[Activity]: The task calls for the count of lines containing "SimError" in these records, given as a number with no other words.

== Provided material ==

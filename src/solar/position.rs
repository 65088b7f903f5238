use chrono::{DateTime, FixedOffset};
use solar_positioning::{spa, time::DeltaT, RefractionCorrection};

use crate::domain::{Location, SunPosition};
use crate::error::{Result, SimError};

/// Apparent sun position from the NREL SPA with standard refraction.
pub fn spa_position(timestamp: DateTime<FixedOffset>, location: &Location) -> Result<SunPosition> {
    let delta_t = DeltaT::estimate_from_date_like(timestamp)
        .map_err(|e| SimError::Geometry(format!("delta T for {timestamp}: {e}")))?;
    let position = spa::solar_position(
        timestamp,
        location.latitude(),
        location.longitude(),
        location.altitude(),
        delta_t,
        Some(RefractionCorrection::standard()),
    )
    .map_err(|e| SimError::Geometry(format!("sun position for {timestamp}: {e}")))?;

    Ok(SunPosition {
        zenith_deg: position.zenith_angle(),
        elevation_deg: position.elevation_angle(),
        azimuth_deg: position.azimuth(),
    })
}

===

[Final answer]: 3